* Work required: Your response should be the complete set of records, reproduced exactly.
[[ Source data, beginning ]]
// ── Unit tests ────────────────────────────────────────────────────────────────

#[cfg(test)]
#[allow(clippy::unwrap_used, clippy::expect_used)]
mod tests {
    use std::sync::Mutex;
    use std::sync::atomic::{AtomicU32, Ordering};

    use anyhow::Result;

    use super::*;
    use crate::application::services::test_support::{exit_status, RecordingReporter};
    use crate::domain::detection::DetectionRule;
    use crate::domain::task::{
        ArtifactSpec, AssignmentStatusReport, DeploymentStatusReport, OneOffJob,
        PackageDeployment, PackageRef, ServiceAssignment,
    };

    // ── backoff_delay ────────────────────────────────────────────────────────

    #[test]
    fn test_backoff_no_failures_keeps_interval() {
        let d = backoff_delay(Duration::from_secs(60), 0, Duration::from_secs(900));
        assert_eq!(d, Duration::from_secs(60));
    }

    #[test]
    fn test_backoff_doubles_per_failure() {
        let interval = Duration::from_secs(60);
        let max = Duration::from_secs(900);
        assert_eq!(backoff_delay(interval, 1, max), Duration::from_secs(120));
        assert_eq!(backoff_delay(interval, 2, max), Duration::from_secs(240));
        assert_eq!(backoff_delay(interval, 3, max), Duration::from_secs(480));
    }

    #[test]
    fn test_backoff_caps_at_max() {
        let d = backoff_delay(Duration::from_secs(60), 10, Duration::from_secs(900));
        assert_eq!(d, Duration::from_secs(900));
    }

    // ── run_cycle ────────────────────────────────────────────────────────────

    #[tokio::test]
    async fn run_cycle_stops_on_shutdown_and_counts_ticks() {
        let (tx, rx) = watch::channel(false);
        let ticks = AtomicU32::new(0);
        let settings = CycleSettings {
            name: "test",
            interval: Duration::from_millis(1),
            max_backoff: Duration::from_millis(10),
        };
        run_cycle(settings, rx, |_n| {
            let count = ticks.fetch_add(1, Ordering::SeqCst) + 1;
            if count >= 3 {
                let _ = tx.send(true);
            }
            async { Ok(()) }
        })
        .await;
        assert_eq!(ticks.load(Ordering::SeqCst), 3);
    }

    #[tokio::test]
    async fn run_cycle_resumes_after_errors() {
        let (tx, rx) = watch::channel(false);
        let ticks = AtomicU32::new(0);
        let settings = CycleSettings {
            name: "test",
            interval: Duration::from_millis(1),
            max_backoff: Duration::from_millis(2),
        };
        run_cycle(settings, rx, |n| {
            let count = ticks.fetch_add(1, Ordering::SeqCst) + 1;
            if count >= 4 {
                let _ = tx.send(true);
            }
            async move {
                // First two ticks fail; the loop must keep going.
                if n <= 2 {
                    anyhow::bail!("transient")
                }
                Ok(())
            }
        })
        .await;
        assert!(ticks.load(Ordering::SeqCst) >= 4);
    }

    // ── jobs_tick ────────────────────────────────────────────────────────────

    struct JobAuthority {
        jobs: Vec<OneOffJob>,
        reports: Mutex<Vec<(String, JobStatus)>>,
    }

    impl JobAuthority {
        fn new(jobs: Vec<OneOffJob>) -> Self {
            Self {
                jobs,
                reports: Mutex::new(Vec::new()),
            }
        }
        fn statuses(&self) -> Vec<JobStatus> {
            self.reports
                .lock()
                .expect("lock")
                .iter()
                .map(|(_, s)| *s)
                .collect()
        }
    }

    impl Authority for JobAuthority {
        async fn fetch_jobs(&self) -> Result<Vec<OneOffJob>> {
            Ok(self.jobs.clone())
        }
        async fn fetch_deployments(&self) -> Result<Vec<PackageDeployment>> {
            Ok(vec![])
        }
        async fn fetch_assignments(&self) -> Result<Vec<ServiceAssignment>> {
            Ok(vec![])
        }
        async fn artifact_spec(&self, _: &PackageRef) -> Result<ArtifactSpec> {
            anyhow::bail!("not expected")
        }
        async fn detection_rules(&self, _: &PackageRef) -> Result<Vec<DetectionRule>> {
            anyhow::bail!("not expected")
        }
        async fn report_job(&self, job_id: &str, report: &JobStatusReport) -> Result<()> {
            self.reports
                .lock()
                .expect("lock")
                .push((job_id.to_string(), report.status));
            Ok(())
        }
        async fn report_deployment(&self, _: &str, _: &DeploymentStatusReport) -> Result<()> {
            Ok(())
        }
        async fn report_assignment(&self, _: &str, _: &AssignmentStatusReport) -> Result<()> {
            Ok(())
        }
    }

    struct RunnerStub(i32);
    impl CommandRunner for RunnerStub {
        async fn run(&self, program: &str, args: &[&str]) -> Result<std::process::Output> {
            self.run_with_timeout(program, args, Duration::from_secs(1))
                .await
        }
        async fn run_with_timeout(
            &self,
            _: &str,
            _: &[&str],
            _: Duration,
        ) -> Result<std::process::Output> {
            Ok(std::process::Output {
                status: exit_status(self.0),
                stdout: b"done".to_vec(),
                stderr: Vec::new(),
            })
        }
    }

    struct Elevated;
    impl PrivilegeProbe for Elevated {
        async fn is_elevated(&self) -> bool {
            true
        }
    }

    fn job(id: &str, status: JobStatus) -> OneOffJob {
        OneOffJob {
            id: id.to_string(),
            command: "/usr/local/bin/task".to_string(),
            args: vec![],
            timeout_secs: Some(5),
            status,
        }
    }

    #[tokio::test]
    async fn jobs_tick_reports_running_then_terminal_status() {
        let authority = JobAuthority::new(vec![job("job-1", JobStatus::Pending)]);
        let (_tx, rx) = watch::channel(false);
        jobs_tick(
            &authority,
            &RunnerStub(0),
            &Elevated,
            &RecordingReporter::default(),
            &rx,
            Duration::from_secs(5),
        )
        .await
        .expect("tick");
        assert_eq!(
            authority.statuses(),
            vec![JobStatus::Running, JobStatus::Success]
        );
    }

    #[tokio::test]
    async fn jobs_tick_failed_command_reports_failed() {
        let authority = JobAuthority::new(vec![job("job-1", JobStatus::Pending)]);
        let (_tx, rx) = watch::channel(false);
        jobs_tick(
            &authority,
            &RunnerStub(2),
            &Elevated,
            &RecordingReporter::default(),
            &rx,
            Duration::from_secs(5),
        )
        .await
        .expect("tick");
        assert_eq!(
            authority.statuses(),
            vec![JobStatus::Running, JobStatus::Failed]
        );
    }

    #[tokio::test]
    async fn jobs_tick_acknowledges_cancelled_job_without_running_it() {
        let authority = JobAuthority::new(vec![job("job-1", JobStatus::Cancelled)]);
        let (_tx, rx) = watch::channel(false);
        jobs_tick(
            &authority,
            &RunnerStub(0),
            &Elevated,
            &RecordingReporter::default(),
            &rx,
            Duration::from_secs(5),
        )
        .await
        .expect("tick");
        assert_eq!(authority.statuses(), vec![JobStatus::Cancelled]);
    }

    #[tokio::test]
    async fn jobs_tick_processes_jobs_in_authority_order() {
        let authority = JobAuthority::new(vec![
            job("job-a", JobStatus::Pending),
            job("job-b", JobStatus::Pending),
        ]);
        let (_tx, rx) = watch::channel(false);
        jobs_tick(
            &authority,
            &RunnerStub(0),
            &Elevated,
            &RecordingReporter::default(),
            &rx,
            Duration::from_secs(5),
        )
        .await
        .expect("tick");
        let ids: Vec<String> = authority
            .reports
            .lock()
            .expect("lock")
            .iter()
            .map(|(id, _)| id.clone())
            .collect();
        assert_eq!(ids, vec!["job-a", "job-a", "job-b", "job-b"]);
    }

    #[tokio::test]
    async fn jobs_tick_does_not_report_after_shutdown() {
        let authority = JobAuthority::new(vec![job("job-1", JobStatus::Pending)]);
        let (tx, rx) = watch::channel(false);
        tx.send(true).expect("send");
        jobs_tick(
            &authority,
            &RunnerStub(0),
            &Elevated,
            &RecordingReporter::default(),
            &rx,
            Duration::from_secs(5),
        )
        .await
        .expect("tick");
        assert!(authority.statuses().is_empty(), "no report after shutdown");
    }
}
[[ Source data, end ]]
* Response area:
// ── Unit tests ────────────────────────────────────────────────────────────────

#[cfg(test)]
#[allow(clippy::unwrap_used, clippy::expect_used)]
mod tests {
    use std::sync::Mutex;
    use std::sync::atomic::{AtomicU32, Ordering};

    use anyhow::Result;

    use super::*;
    use crate::application::services::test_support::{exit_status, RecordingReporter};
    use crate::domain::detection::DetectionRule;
    use crate::domain::task::{
        ArtifactSpec, AssignmentStatusReport, DeploymentStatusReport, OneOffJob,
        PackageDeployment, PackageRef, ServiceAssignment,
    };

    // ── backoff_delay ────────────────────────────────────────────────────────

    #[test]
    fn test_backoff_no_failures_keeps_interval() {
        let d = backoff_delay(Duration::from_secs(60), 0, Duration::from_secs(900));
        assert_eq!(d, Duration::from_secs(60));
    }

    #[test]
    fn test_backoff_doubles_per_failure() {
        let interval = Duration::from_secs(60);
        let max = Duration::from_secs(900);
        assert_eq!(backoff_delay(interval, 1, max), Duration::from_secs(120));
        assert_eq!(backoff_delay(interval, 2, max), Duration::from_secs(240));
        assert_eq!(backoff_delay(interval, 3, max), Duration::from_secs(480));
    }

    #[test]
    fn test_backoff_caps_at_max() {
        let d = backoff_delay(Duration::from_secs(60), 10, Duration::from_secs(900));
        assert_eq!(d, Duration::from_secs(900));
    }

    // ── run_cycle ────────────────────────────────────────────────────────────

    #[tokio::test]
    async fn run_cycle_stops_on_shutdown_and_counts_ticks() {
        let (tx, rx) = watch::channel(false);
        let ticks = AtomicU32::new(0);
        let settings = CycleSettings {
            name: "test",
            interval: Duration::from_millis(1),
            max_backoff: Duration::from_millis(10),
        };
        run_cycle(settings, rx, |_n| {
            let count = ticks.fetch_add(1, Ordering::SeqCst) + 1;
            if count >= 3 {
                let _ = tx.send(true);
            }
            async { Ok(()) }
        })
        .await;
        assert_eq!(ticks.load(Ordering::SeqCst), 3);
    }

    #[tokio::test]
    async fn run_cycle_resumes_after_errors() {
        let (tx, rx) = watch::channel(false);
        let ticks = AtomicU32::new(0);
        let settings = CycleSettings {
            name: "test",
            interval: Duration::from_millis(1),
            max_backoff: Duration::from_millis(2),
        };
        run_cycle(settings, rx, |n| {
            let count = ticks.fetch_add(1, Ordering::SeqCst) + 1;
            if count >= 4 {
                let _ = tx.send(true);
            }
            async move {
                // First two ticks fail; the loop must keep going.
                if n <= 2 {
                    anyhow::bail!("transient")
                }
                Ok(())
            }
        })
        .await;
        assert!(ticks.load(Ordering::SeqCst) >= 4);
    }

    // ── jobs_tick ────────────────────────────────────────────────────────────

    struct JobAuthority {
        jobs: Vec<OneOffJob>,
        reports: Mutex<Vec<(String, JobStatus)>>,
    }

    impl JobAuthority {
        fn new(jobs: Vec<OneOffJob>) -> Self {
            Self {
                jobs,
                reports: Mutex::new(Vec::new()),
            }
        }
        fn statuses(&self) -> Vec<JobStatus> {
            self.reports
                .lock()
                .expect("lock")
                .iter()
                .map(|(_, s)| *s)
                .collect()
        }
    }

    impl Authority for JobAuthority {
        async fn fetch_jobs(&self) -> Result<Vec<OneOffJob>> {
            Ok(self.jobs.clone())
        }
        async fn fetch_deployments(&self) -> Result<Vec<PackageDeployment>> {
            Ok(vec![])
        }
        async fn fetch_assignments(&self) -> Result<Vec<ServiceAssignment>> {
            Ok(vec![])
        }
        async fn artifact_spec(&self, _: &PackageRef) -> Result<ArtifactSpec> {
            anyhow::bail!("not expected")
        }
        async fn detection_rules(&self, _: &PackageRef) -> Result<Vec<DetectionRule>> {
            anyhow::bail!("not expected")
        }
        async fn report_job(&self, job_id: &str, report: &JobStatusReport) -> Result<()> {
            self.reports
                .lock()
                .expect("lock")
                .push((job_id.to_string(), report.status));
            Ok(())
        }
        async fn report_deployment(&self, _: &str, _: &DeploymentStatusReport) -> Result<()> {
            Ok(())
        }
        async fn report_assignment(&self, _: &str, _: &AssignmentStatusReport) -> Result<()> {
            Ok(())
        }
    }

    struct RunnerStub(i32);
    impl CommandRunner for RunnerStub {
        async fn run(&self, program: &str, args: &[&str]) -> Result<std::process::Output> {
            self.run_with_timeout(program, args, Duration::from_secs(1))
                .await
        }
        async fn run_with_timeout(
            &self,
            _: &str,
            _: &[&str],
            _: Duration,
        ) -> Result<std::process::Output> {
            Ok(std::process::Output {
                status: exit_status(self.0),
                stdout: b"done".to_vec(),
                stderr: Vec::new(),
            })
        }
    }

    struct Elevated;
    impl PrivilegeProbe for Elevated {
        async fn is_elevated(&self) -> bool {
            true
        }
    }

    fn job(id: &str, status: JobStatus) -> OneOffJob {
        OneOffJob {
            id: id.to_string(),
            command: "/usr/local/bin/task".to_string(),
            args: vec![],
            timeout_secs: Some(5),
            status,
        }
    }

    #[tokio::test]
    async fn jobs_tick_reports_running_then_terminal_status() {
        let authority = JobAuthority::new(vec![job("job-1", JobStatus::Pending)]);
        let (_tx, rx) = watch::channel(false);
        jobs_tick(
            &authority,
            &RunnerStub(0),
            &Elevated,
            &RecordingReporter::default(),
            &rx,
            Duration::from_secs(5),
        )
        .await
        .expect("tick");
        assert_eq!(
            authority.statuses(),
            vec![JobStatus::Running, JobStatus::Success]
        );
    }

    #[tokio::test]
    async fn jobs_tick_failed_command_reports_failed() {
        let authority = JobAuthority::new(vec![job("job-1", JobStatus::Pending)]);
        let (_tx, rx) = watch::channel(false);
        jobs_tick(
            &authority,
            &RunnerStub(2),
            &Elevated,
            &RecordingReporter::default(),
            &rx,
            Duration::from_secs(5),
        )
        .await
        .expect("tick");
        assert_eq!(
            authority.statuses(),
            vec![JobStatus::Running, JobStatus::Failed]
        );
    }

    #[tokio::test]
    async fn jobs_tick_acknowledges_cancelled_job_without_running_it() {
        let authority = JobAuthority::new(vec![job("job-1", JobStatus::Cancelled)]);
        let (_tx, rx) = watch::channel(false);
        jobs_tick(
            &authority,
            &RunnerStub(0),
            &Elevated,
            &RecordingReporter::default(),
            &rx,
            Duration::from_secs(5),
        )
        .await
        .expect("tick");
        assert_eq!(authority.statuses(), vec![JobStatus::Cancelled]);
    }

    #[tokio::test]
    async fn jobs_tick_processes_jobs_in_authority_order() {
        let authority = JobAuthority::new(vec![
            job("job-a", JobStatus::Pending),
            job("job-b", JobStatus::Pending),
        ]);
        let (_tx, rx) = watch::channel(false);
        jobs_tick(
            &authority,
            &RunnerStub(0),
            &Elevated,
            &RecordingReporter::default(),
            &rx,
            Duration::from_secs(5),
        )
        .await
        .expect("tick");
        let ids: Vec<String> = authority
            .reports
            .lock()
            .expect("lock")
            .iter()
            .map(|(id, _)| id.clone())
            .collect();
        assert_eq!(ids, vec!["job-a", "job-a", "job-b", "job-b"]);
    }

    #[tokio::test]
    async fn jobs_tick_does_not_report_after_shutdown() {
        let authority = JobAuthority::new(vec![job("job-1", JobStatus::Pending)]);
        let (tx, rx) = watch::channel(false);
        tx.send(true).expect("send");
        jobs_tick(
            &authority,
            &RunnerStub(0),
            &Elevated,
            &RecordingReporter::default(),
            &rx,
            Duration::from_secs(5),
        )
        .await
        .expect("tick");
        assert!(authority.statuses().is_empty(), "no report after shutdown");
    }
}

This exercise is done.